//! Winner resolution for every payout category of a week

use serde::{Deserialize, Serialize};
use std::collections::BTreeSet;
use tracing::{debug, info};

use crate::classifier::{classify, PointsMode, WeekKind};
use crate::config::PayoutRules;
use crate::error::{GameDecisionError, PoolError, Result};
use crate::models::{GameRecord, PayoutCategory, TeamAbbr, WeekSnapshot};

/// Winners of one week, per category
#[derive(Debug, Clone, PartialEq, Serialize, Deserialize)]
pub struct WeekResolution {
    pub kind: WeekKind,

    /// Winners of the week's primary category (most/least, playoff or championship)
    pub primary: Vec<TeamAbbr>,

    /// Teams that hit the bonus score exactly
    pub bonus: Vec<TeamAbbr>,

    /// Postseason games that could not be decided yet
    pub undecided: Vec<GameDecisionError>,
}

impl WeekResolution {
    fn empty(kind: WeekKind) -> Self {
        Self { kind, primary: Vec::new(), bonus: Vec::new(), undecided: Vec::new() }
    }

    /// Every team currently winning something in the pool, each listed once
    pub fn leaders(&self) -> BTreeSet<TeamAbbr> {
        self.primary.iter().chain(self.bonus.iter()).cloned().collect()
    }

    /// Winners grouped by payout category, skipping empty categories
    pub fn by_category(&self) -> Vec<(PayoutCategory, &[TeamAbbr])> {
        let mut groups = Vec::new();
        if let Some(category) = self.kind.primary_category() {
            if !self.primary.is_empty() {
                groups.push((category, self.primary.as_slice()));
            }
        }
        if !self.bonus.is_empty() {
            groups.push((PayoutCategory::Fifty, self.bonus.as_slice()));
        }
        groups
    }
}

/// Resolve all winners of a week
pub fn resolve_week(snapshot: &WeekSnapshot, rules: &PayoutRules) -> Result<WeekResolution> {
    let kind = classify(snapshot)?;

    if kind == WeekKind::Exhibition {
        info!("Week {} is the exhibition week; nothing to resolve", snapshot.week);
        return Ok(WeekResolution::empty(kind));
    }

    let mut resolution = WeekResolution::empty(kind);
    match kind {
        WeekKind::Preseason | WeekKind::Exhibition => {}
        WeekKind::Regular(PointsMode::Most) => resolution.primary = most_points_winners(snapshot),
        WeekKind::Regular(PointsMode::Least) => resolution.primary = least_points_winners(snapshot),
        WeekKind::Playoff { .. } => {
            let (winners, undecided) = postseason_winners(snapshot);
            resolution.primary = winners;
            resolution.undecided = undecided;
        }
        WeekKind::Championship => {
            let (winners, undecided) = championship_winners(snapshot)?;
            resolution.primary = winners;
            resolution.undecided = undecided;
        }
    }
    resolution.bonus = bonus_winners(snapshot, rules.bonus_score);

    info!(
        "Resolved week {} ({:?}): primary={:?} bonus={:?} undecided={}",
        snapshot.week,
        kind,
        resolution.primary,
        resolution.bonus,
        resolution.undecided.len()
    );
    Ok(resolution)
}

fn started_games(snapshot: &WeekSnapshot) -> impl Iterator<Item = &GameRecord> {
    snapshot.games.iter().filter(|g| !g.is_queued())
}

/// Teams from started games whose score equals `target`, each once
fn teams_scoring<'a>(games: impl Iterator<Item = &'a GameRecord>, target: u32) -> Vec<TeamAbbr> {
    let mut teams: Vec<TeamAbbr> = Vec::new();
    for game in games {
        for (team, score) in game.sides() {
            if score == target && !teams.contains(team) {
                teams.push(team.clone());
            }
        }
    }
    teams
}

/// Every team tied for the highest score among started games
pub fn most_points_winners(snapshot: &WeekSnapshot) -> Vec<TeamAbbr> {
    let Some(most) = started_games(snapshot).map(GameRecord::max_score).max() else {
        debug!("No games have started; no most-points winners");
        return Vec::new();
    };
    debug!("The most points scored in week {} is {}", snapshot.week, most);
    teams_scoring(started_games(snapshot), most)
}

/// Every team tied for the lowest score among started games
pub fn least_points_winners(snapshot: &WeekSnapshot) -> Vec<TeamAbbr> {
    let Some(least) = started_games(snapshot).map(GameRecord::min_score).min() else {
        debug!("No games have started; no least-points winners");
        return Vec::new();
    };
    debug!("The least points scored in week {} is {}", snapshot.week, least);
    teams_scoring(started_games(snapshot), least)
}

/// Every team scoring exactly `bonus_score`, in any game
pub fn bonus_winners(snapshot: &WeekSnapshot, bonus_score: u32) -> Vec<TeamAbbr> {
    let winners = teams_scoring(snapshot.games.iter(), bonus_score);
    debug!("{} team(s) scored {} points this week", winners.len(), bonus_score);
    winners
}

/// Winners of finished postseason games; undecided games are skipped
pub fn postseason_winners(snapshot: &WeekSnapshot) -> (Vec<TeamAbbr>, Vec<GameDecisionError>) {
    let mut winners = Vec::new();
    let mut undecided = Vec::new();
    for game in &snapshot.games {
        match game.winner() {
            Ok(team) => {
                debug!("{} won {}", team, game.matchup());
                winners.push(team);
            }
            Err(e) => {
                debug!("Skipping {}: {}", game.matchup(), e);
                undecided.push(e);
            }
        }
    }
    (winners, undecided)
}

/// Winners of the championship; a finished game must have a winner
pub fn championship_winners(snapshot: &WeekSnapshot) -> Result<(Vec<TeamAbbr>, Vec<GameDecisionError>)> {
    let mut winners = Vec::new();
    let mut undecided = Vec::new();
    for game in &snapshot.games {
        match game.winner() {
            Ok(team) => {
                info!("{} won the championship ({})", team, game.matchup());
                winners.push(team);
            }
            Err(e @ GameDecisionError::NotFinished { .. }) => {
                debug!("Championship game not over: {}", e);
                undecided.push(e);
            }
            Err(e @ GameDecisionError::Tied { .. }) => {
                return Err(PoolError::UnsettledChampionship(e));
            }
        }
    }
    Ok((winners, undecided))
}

◆ TASK DESCRIPTION
Find all the lines containing "matchup" in the material, then copy them.

◆ ANSWER TO THIS PROBLEM
                debug!("{} won {}", team, game.matchup());
                debug!("Skipping {}: {}", game.matchup(), e);
                info!("{} won the championship ({})", team, game.matchup());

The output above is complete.